▶ _What you should do_
Tally every line of the material that includes "PartsAfter", then give the tally and nothing else.
⁂
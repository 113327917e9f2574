//! Object store wrappers that reshape or break traffic to an inner store

use async_trait::async_trait;
use bytes::Bytes;
use futures_util::stream::{self, BoxStream, StreamExt};
use object_store::path::Path;
use object_store::{
    GetOptions, GetResult, GetResultPayload, ListResult, MultipartUpload, ObjectMeta, ObjectStore,
    PutMultipartOpts, PutOptions, PutPayload, PutResult, Result, UploadPart,
};
use std::fmt;
use std::sync::atomic::{AtomicUsize, Ordering};
use std::sync::Arc;

/// Splits every downloaded chunk into pieces of at most `chunk_size` bytes,
/// so a single pull from a download stream never returns much data.
#[derive(Debug)]
pub struct FragmentingStore {
    inner: Arc<dyn ObjectStore>,
    chunk_size: usize,
}

impl FragmentingStore {
    pub fn new(inner: Arc<dyn ObjectStore>, chunk_size: usize) -> Self {
        Self {
            inner,
            chunk_size: chunk_size.max(1),
        }
    }
}

fn split(bytes: Bytes, size: usize) -> Vec<Result<Bytes>> {
    (0..bytes.len())
        .step_by(size)
        .map(|start| Ok(bytes.slice(start..(start + size).min(bytes.len()))))
        .collect()
}

fn with_stream(
    meta: ObjectMeta,
    range: std::ops::Range<usize>,
    attributes: object_store::Attributes,
    stream: BoxStream<'static, Result<Bytes>>,
) -> GetResult {
    GetResult {
        payload: GetResultPayload::Stream(stream),
        meta,
        range,
        attributes,
    }
}

impl fmt::Display for FragmentingStore {
    fn fmt(&self, f: &mut fmt::Formatter<'_>) -> fmt::Result {
        write!(f, "FragmentingStore({}, {})", self.inner, self.chunk_size)
    }
}

#[async_trait]
impl ObjectStore for FragmentingStore {
    async fn put_opts(&self, location: &Path, payload: PutPayload, opts: PutOptions) -> Result<PutResult> {
        self.inner.put_opts(location, payload, opts).await
    }

    async fn put_multipart_opts(
        &self,
        location: &Path,
        opts: PutMultipartOpts,
    ) -> Result<Box<dyn MultipartUpload>> {
        self.inner.put_multipart_opts(location, opts).await
    }

    async fn get_opts(&self, location: &Path, options: GetOptions) -> Result<GetResult> {
        let result = self.inner.get_opts(location, options).await?;
        let meta = result.meta.clone();
        let range = result.range.clone();
        let attributes = result.attributes.clone();

        let size = self.chunk_size;
        let stream = result
            .into_stream()
            .flat_map(move |chunk| {
                let pieces = match chunk {
                    Ok(bytes) => split(bytes, size),
                    Err(e) => vec![Err(e)],
                };
                stream::iter(pieces)
            })
            .boxed();

        Ok(with_stream(meta, range, attributes, stream))
    }

    async fn delete(&self, location: &Path) -> Result<()> {
        self.inner.delete(location).await
    }

    fn list(&self, prefix: Option<&Path>) -> BoxStream<'_, Result<ObjectMeta>> {
        self.inner.list(prefix)
    }

    async fn list_with_delimiter(&self, prefix: Option<&Path>) -> Result<ListResult> {
        self.inner.list_with_delimiter(prefix).await
    }

    async fn copy(&self, from: &Path, to: &Path) -> Result<()> {
        self.inner.copy(from, to).await
    }

    async fn copy_if_not_exists(&self, from: &Path, to: &Path) -> Result<()> {
        self.inner.copy_if_not_exists(from, to).await
    }
}

/// What a [`FaultyStore`] breaks
#[derive(Debug, Clone, Copy)]
enum Fault {
    /// Every PUT and multipart upload fails
    Uploads,
    /// Multipart uploads accept this many parts, then fail
    PartsAfter(usize),
    /// Multipart uploads accept every part but fail to complete
    Completion,
    /// Downloads deliver this many bytes, then fail
    DownloadsAfter(usize),
}

fn injected(what: &str) -> object_store::Error {
    object_store::Error::Generic {
        store: "FaultyStore",
        source: format!("injected {} failure", what).into(),
    }
}

/// Injects failures into an inner store
#[derive(Debug)]
pub struct FaultyStore {
    inner: Arc<dyn ObjectStore>,
    fault: Fault,
    aborts: Arc<AtomicUsize>,
}

impl FaultyStore {
    fn with_fault(inner: Arc<dyn ObjectStore>, fault: Fault) -> Self {
        Self {
            inner,
            fault,
            aborts: Arc::new(AtomicUsize::new(0)),
        }
    }

    /// Fail every upload
    pub fn failing_uploads(inner: Arc<dyn ObjectStore>) -> Self {
        Self::with_fault(inner, Fault::Uploads)
    }

    /// Let multipart uploads accept `parts` parts, then fail every part
    pub fn failing_parts_after(inner: Arc<dyn ObjectStore>, parts: usize) -> Self {
        Self::with_fault(inner, Fault::PartsAfter(parts))
    }

    /// Fail completion of every multipart upload
    pub fn failing_completion(inner: Arc<dyn ObjectStore>) -> Self {
        Self::with_fault(inner, Fault::Completion)
    }

    /// Let downloads deliver `bytes` bytes, then fail the stream
    pub fn failing_downloads_after(inner: Arc<dyn ObjectStore>, bytes: usize) -> Self {
        Self::with_fault(inner, Fault::DownloadsAfter(bytes))
    }

    /// Number of multipart uploads aborted through this store
    pub fn aborted_uploads(&self) -> usize {
        self.aborts.load(Ordering::SeqCst)
    }
}

impl fmt::Display for FaultyStore {
    fn fmt(&self, f: &mut fmt::Formatter<'_>) -> fmt::Result {
        write!(f, "FaultyStore({}, {:?})", self.inner, self.fault)
    }
}

/// Multipart upload that breaks according to its store's [`Fault`]
#[derive(Debug)]
struct FaultyUpload {
    inner: Box<dyn MultipartUpload>,
    fault: Fault,
    parts: usize,
    aborts: Arc<AtomicUsize>,
}

#[async_trait]
impl MultipartUpload for FaultyUpload {
    fn put_part(&mut self, data: PutPayload) -> UploadPart {
        if let Fault::PartsAfter(limit) = self.fault {
            if self.parts >= limit {
                let err = injected("part");
                return Box::pin(async move { Err::<(), _>(err) });
            }
        }
        self.parts += 1;
        self.inner.put_part(data)
    }

    async fn complete(&mut self) -> Result<PutResult> {
        match self.fault {
            Fault::Completion => Err(injected("completion")),
            _ => self.inner.complete().await,
        }
    }

    async fn abort(&mut self) -> Result<()> {
        self.aborts.fetch_add(1, Ordering::SeqCst);
        self.inner.abort().await
    }
}

#[async_trait]
impl ObjectStore for FaultyStore {
    async fn put_opts(&self, location: &Path, payload: PutPayload, opts: PutOptions) -> Result<PutResult> {
        match self.fault {
            Fault::Uploads => Err(injected("upload")),
            _ => self.inner.put_opts(location, payload, opts).await,
        }
    }

    async fn put_multipart_opts(
        &self,
        location: &Path,
        opts: PutMultipartOpts,
    ) -> Result<Box<dyn MultipartUpload>> {
        if let Fault::Uploads = self.fault {
            return Err(injected("upload"));
        }
        let inner = self.inner.put_multipart_opts(location, opts).await?;
        Ok(Box::new(FaultyUpload {
            inner,
            fault: self.fault,
            parts: 0,
            aborts: Arc::clone(&self.aborts),
        }))
    }

    async fn get_opts(&self, location: &Path, options: GetOptions) -> Result<GetResult> {
        let result = self.inner.get_opts(location, options).await?;
        let limit = match self.fault {
            Fault::DownloadsAfter(limit) => limit,
            _ => return Ok(result),
        };

        let meta = result.meta.clone();
        let range = result.range.clone();
        let attributes = result.attributes.clone();
        let body = result.bytes().await?;

        let delivered = body.slice(..limit.min(body.len()));
        let pieces = vec![Ok(delivered), Err(injected("download"))];
        Ok(with_stream(meta, range, attributes, stream::iter(pieces).boxed()))
    }

    async fn delete(&self, location: &Path) -> Result<()> {
        self.inner.delete(location).await
    }

    fn list(&self, prefix: Option<&Path>) -> BoxStream<'_, Result<ObjectMeta>> {
        self.inner.list(prefix)
    }

    async fn list_with_delimiter(&self, prefix: Option<&Path>) -> Result<ListResult> {
        self.inner.list_with_delimiter(prefix).await
    }

    async fn copy(&self, from: &Path, to: &Path) -> Result<()> {
        self.inner.copy(from, to).await
    }

    async fn copy_if_not_exists(&self, from: &Path, to: &Path) -> Result<()> {
        self.inner.copy_if_not_exists(from, to).await
    }
}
⁂
▶ _Response area_
3